Civil Transactions Law of Saudi Arabia that has codified the principles and rules covering civil transactions will come into force on 21 December, 2023. This note summarizes and comments on major provisions related to formation, validity and termination of contracts.
Pillars of Contract
Firstly, the Civil Transactions Law reiterates the pillars of contract, the essential components without which no contract can be considered as legally valid, enforceable and invokable.
The Law prescribes in detail the conditions related to offer and acceptance. One of the main requirements for offer and acceptance to be valid is consent by persons having legal capacity to enter into contract and such intent is to be explicitly expressed. While expression of intent could be verbal or in any understandable sign or through an actual deed, unless otherwise stipulated under any statutory provision or the nature of the underlying transaction. Although an offeror may retract its offer before the acceptance is expressed; however, in case the offer did not have a fixed term, the offeror will be obliged to notify the person to whom the offer was addressed; otherwise, the offeror would be liable to indemnify the accepting party for damages sustained by the latter. The offer shall be deemed expired upon expiration of term or retraction by the offeror or being declined implicitly or explicitly by the person to whom the offer was made. Any amendment included in the acceptance shall mean that the person has declined the offer and proposed a new offer or counter offer . Generally speaking, silence shall not be construed as acceptance; however, if there is a former dealing between the parties and if the offer is connected to such dealing, the silence will be considered as acceptance . The Law provides that negotiations between parties will not oblige parties to enter into contract; however, termination of negotiation in bad faith or lack of seriousness would entitle the party sustaining damages to seek compensation.

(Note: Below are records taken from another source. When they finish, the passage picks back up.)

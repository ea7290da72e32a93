//! Journey resolution.
//!
//! Turns the raw runs the feed returns for an origin station into the
//! ordered departures that actually take a rider to the destination, and
//! works out which track applies for ring-line trains that pass Helsinki
//! and Pasila twice.
//!
//! Everything here is synchronous and pure: functions borrow their input
//! and return new values, so they can be called repeatedly or from several
//! tasks at once.

mod filter;
mod summary;
mod track;

pub use filter::{
    collapse_pasila_to_helsinki, departure_time, filter_and_slice, is_valid_journey, leg_rows,
};
pub use summary::{Journey, resolve_journeys};
pub use track::resolve_track_info;
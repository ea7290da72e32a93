//! Time helpers for departures.
//!
//! The feed reports every time as a UTC ISO-8601 timestamp, so unlike
//! HH:MM boards there is no midnight rollover to reconstruct. What remains
//! is arithmetic on those timestamps and rendering durations for riders.

use chrono::{DateTime, Duration, Utc};

/// How long a favorite outlives its departure before the sweep removes it.
pub const FAVORITE_GRACE: Duration = Duration::minutes(10);

/// Signed time from `departure` to `arrival`.
pub fn journey_duration(departure: DateTime<Utc>, arrival: DateTime<Utc>) -> Duration {
    arrival.signed_duration_since(departure)
}

/// Whole minutes until `then`, negative if it is already past.
pub fn minutes_until(now: DateTime<Utc>, then: DateTime<Utc>) -> i64 {
    then.signed_duration_since(now).num_minutes()
}

/// Default expiry for a favorite of a train departing at `departure`.
pub fn remove_after(departure: DateTime<Utc>) -> DateTime<Utc> {
    departure + FAVORITE_GRACE
}

/// Formats a duration as "42 min" or "1 h 05 min".
///
/// Negative durations are clamped to zero; they only arise from
/// inconsistent realtime estimates.
///
/// # Examples
///
/// ```
/// use chrono::Duration;
/// use commuter_server::domain::format_duration;
///
/// assert_eq!(format_duration(Duration::minutes(7)), "7 min");
/// assert_eq!(format_duration(Duration::minutes(65)), "1 h 05 min");
/// assert_eq!(format_duration(Duration::minutes(-3)), "0 min");
/// ```
pub fn format_duration(duration: Duration) -> String {
    let total = duration.num_minutes().max(0);
    let (hours, minutes) = (total / 60, total % 60);
    if hours == 0 {
        format!("{minutes} min")
    } else {
        format!("{hours} h {minutes:02} min")
    }
}
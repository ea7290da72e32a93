//! Digitraffic rail GraphQL client.
//!
//! Provides async methods for the station list and live trains at a
//! station. Handles the required user header, HTTP status mapping and
//! GraphQL error envelopes, then converts responses to domain types.

use std::collections::HashSet;

use reqwest::header::{HeaderMap, HeaderName, HeaderValue};
use serde::de::DeserializeOwned;
use serde_json::json;
use tracing::debug;

use crate::domain::{Station, StationCode, TrainRun};

use super::convert::{convert_stations, convert_trains};
use super::error::FeedError;
use super::types::{GraphQlResponse, StationsData, TrainsData};

/// Default GraphQL endpoint.
const DEFAULT_BASE_URL: &str = "https://rata.digitraffic.fi/api/v2/graphql/graphql";

/// Default number of upcoming departures to request per station.
const DEFAULT_DEPARTING_TRAINS: u16 = 100;

const STATIONS_QUERY: &str = r#"
{
  stations(where: {passengerTraffic: {equals: true}}) {
    name
    shortCode
    location
  }
}
"#;

const TRAINS_QUERY: &str = r#"
query Trains($station: String!, $departing: Int!) {
  trainsByStationAndQuantity(
    station: $station
    departingTrains: $departing
    departedTrains: 0
    arrivingTrains: 0
    arrivedTrains: 0
    includeNonStopping: false
  ) {
    trainNumber
    commuterLineid
    cancelled
    trainType {
      name
      trainCategory {
        name
      }
    }
    timeTableRows {
      type
      scheduledTime
      liveEstimateTime
      actualTime
      differenceInMinutes
      commercialTrack
      cancelled
      commercialStop
      trainStopping
      station {
        shortCode
      }
    }
  }
}
"#;

/// Configuration for the Digitraffic client.
#[derive(Debug, Clone)]
pub struct DigitrafficConfig {
    /// Value of the `Digitraffic-User` header identifying this application
    pub user: String,
    /// GraphQL endpoint URL
    pub base_url: String,
    /// Request timeout in seconds
    pub timeout_secs: u64,
    /// Station codes to leave out of the station list
    pub excluded_stations: Vec<String>,
    /// Upcoming departures to request per station
    pub departing_trains: u16,
}

impl DigitrafficConfig {
    /// Create a new config with the given user identifier.
    pub fn new(user: impl Into<String>) -> Self {
        Self {
            user: user.into(),
            base_url: DEFAULT_BASE_URL.to_string(),
            timeout_secs: 10,
            excluded_stations: Vec::new(),
            departing_trains: DEFAULT_DEPARTING_TRAINS,
        }
    }

    /// Set a custom base URL (for testing).
    pub fn with_base_url(mut self, url: impl Into<String>) -> Self {
        self.base_url = url.into();
        self
    }

    /// Set request timeout.
    pub fn with_timeout(mut self, secs: u64) -> Self {
        self.timeout_secs = secs;
        self
    }

    /// Set station codes to exclude from the station list.
    pub fn with_excluded_stations(mut self, codes: Vec<String>) -> Self {
        self.excluded_stations = codes;
        self
    }

    /// Set how many departures to request per station.
    pub fn with_departing_trains(mut self, n: u16) -> Self {
        self.departing_trains = n;
        self
    }
}

/// Digitraffic rail API client.
#[derive(Debug, Clone)]
pub struct DigitrafficClient {
    http: reqwest::Client,
    base_url: String,
    excluded_stations: HashSet<String>,
    departing_trains: u16,
}

impl DigitrafficClient {
    /// Create a new client with the given configuration.
    pub fn new(config: DigitrafficConfig) -> Result<Self, FeedError> {
        let mut headers = HeaderMap::new();

        let user = HeaderValue::from_str(&config.user).map_err(|_| FeedError::Api {
            status: 0,
            message: "Invalid Digitraffic-User header value".to_string(),
        })?;
        headers.insert(HeaderName::from_static("digitraffic-user"), user);

        let http = reqwest::Client::builder()
            .default_headers(headers)
            .timeout(std::time::Duration::from_secs(config.timeout_secs))
            .build()?;

        Ok(Self {
            http,
            base_url: config.base_url,
            excluded_stations: config.excluded_stations.into_iter().collect(),
            departing_trains: config.departing_trains,
        })
    }

    /// Fetch passenger stations, minus the configured exclusions.
    pub async fn fetch_stations(&self) -> Result<Vec<Station>, FeedError> {
        let data: StationsData = self.query(STATIONS_QUERY, json!({})).await?;
        let dtos = data.stations.ok_or(FeedError::MissingData)?;

        let stations: Vec<Station> = convert_stations(&dtos)
            .into_iter()
            .filter(|s| !self.excluded_stations.contains(s.short_code.as_str()))
            .collect();

        debug!(count = stations.len(), "fetched stations");
        Ok(stations)
    }

    /// Fetch upcoming trains departing `station`, with full timetables.
    pub async fn fetch_trains(&self, station: &StationCode) -> Result<Vec<TrainRun>, FeedError> {
        let variables = json!({
            "station": station.as_str(),
            "departing": self.departing_trains,
        });
        let data: TrainsData = self.query(TRAINS_QUERY, variables).await?;
        let dtos = data
            .trains_by_station_and_quantity
            .ok_or(FeedError::MissingData)?;

        let runs = convert_trains(&dtos);
        debug!(%station, count = runs.len(), "fetched trains");
        Ok(runs)
    }

    /// POST a GraphQL query and unwrap the envelope.
    async fn query<T: DeserializeOwned>(
        &self,
        query: &str,
        variables: serde_json::Value,
    ) -> Result<T, FeedError> {
        let response = self
            .http
            .post(&self.base_url)
            .json(&json!({ "query": query, "variables": variables }))
            .send()
            .await?;

        let status = response.status();

        if status == reqwest::StatusCode::TOO_MANY_REQUESTS {
            return Err(FeedError::RateLimited);
        }

        if !status.is_success() {
            let body = response.text().await.unwrap_or_default();
            return Err(FeedError::Api {
                status: status.as_u16(),
                message: body,
            });
        }

        let body = response.text().await?;
        parse_envelope(&body)
    }
}

/// Decode a GraphQL response body into its `data`.
///
/// Errors in the envelope win over any partial data.
pub(super) fn parse_envelope<T: DeserializeOwned>(body: &str) -> Result<T, FeedError> {
    let envelope: GraphQlResponse<T> =
        serde_json::from_str(body).map_err(|e| FeedError::Json {
            message: e.to_string(),
            body: Some(body.chars().take(500).collect()),
        })?;

    if !envelope.errors.is_empty() {
        return Err(FeedError::GraphQl {
            messages: envelope.errors.into_iter().map(|e| e.message).collect(),
        });
    }

    envelope.data.ok_or(FeedError::MissingData)
}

The law also enables parties to have a framework agreement determining the basic terms governing the contract that the parties will execute and the same shall be deemed an integral part of the
contracts. Furthermore, reference to provisions of any standard document or specific rules or other instructions shall also be deemed an integral part of the contract . It goes without saying that such referenced instruments might not have been concluded between the same parties.
Invalidation of Contract
The Law allows a party to request invalidation of the contract if that party had made a fundamental mistake without which it would not have given consent to the contract provided that the other contracting party too committed the same mistake or had been aware of the mistake or could have easily detected the mistake. However, a mere material mistake in calculation or text shall not affect the validity of the contract.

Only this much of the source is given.